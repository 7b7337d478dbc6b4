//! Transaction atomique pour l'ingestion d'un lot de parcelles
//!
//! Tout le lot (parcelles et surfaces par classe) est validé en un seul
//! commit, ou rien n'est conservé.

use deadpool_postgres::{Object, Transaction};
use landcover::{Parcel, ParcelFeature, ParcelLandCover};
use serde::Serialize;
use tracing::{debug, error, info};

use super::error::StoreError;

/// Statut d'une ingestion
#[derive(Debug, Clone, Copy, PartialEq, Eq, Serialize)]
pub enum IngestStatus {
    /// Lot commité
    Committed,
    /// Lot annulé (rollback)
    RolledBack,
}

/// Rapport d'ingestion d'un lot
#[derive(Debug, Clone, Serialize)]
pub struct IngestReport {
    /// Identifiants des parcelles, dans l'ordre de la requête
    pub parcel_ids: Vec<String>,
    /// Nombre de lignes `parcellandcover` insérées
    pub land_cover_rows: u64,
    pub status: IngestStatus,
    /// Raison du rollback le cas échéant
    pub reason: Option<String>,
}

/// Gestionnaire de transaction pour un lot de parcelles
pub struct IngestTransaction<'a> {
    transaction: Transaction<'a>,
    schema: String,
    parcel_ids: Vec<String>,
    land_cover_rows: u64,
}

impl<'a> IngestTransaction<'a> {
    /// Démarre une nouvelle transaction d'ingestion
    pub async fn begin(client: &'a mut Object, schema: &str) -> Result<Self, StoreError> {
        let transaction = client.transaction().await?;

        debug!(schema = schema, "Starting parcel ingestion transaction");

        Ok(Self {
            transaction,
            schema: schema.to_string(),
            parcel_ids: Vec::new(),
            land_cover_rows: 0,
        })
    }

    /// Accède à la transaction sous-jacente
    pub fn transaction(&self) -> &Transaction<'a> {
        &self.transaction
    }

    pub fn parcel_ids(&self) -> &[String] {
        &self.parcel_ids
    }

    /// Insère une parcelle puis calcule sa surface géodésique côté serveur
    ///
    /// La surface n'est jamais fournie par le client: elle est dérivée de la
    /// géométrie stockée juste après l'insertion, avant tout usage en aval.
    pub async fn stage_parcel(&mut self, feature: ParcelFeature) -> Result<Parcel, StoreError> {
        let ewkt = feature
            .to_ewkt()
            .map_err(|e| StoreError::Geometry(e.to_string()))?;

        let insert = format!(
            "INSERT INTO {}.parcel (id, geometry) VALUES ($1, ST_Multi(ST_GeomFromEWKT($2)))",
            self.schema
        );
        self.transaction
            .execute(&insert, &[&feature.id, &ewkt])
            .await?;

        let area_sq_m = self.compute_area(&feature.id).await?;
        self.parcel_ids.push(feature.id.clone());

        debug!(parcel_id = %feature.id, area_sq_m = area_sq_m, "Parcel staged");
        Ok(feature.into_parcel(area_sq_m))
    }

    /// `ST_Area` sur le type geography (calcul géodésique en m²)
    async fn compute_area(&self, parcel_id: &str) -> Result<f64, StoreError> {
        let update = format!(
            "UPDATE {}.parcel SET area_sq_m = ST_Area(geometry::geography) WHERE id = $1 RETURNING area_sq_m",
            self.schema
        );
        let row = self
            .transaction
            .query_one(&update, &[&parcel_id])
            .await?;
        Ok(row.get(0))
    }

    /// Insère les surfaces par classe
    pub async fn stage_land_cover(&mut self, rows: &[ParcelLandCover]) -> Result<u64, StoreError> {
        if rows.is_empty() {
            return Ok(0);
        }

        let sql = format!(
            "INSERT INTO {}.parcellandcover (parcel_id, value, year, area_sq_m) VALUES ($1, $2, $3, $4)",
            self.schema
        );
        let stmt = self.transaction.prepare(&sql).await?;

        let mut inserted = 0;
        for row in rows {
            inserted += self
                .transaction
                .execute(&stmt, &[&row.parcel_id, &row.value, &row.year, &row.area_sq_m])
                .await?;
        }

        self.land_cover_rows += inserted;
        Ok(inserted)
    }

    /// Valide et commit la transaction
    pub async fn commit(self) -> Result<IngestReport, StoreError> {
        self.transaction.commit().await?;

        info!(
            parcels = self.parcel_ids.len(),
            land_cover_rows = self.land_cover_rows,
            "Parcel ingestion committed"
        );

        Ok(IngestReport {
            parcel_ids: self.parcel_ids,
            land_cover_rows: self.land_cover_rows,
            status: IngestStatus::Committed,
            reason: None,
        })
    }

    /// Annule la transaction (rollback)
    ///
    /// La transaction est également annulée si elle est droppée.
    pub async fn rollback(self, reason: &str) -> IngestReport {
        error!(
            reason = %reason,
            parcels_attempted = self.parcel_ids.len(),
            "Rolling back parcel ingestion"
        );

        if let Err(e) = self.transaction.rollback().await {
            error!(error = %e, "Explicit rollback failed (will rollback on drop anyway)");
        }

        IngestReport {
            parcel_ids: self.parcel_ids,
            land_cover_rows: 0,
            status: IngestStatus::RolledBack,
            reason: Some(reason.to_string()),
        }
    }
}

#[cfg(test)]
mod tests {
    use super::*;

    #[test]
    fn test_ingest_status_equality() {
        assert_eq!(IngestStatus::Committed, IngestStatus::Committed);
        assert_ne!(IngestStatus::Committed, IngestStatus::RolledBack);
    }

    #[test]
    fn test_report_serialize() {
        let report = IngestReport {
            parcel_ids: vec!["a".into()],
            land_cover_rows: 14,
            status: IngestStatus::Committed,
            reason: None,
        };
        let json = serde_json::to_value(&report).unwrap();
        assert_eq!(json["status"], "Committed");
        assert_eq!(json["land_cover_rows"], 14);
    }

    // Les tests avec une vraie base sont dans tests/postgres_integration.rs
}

___

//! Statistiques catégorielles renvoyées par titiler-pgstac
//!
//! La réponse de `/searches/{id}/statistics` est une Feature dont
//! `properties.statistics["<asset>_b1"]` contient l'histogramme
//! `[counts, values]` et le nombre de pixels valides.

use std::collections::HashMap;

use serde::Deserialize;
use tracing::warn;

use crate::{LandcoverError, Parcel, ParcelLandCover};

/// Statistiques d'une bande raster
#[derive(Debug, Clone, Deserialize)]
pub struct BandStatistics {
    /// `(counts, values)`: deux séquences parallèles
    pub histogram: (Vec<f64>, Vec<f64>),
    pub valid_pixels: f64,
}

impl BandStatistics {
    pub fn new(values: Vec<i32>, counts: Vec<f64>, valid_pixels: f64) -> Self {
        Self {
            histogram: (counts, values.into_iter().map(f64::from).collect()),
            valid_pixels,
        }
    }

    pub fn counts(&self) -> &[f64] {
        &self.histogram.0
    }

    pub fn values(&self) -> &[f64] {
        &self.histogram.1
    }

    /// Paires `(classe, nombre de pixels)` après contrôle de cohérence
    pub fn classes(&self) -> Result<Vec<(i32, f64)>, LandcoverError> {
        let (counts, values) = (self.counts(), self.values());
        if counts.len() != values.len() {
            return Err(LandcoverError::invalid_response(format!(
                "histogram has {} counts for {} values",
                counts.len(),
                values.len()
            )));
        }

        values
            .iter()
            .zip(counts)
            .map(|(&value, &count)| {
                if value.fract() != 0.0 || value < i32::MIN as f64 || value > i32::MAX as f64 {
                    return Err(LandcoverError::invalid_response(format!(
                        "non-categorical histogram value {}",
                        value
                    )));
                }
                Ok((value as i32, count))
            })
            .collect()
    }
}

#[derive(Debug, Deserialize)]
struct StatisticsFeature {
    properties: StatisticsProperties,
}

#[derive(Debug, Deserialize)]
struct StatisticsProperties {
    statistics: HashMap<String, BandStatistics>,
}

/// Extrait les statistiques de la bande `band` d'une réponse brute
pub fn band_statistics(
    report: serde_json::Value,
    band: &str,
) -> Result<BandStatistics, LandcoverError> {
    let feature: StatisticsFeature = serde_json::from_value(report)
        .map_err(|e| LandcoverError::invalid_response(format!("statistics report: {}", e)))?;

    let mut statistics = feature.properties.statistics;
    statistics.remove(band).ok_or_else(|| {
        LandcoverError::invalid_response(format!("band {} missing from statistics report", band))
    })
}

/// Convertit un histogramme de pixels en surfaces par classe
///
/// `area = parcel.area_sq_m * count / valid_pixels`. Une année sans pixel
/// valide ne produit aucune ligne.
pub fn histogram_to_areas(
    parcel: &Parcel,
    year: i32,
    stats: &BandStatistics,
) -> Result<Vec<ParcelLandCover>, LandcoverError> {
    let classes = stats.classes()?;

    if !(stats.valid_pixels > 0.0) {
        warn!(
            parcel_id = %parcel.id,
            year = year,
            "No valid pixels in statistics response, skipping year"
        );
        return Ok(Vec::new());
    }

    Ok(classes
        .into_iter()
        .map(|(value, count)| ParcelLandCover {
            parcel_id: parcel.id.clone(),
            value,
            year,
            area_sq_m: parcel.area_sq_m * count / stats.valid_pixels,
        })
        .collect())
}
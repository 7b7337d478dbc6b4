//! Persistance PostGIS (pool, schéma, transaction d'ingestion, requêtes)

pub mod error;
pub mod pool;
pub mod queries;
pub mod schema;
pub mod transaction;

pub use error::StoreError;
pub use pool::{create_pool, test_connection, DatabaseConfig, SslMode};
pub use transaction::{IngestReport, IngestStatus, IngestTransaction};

___

PROBLEM STATEMENT
State the number of lines above that hold the word "impl", and say nothing else.

YOUR SOLUTION
2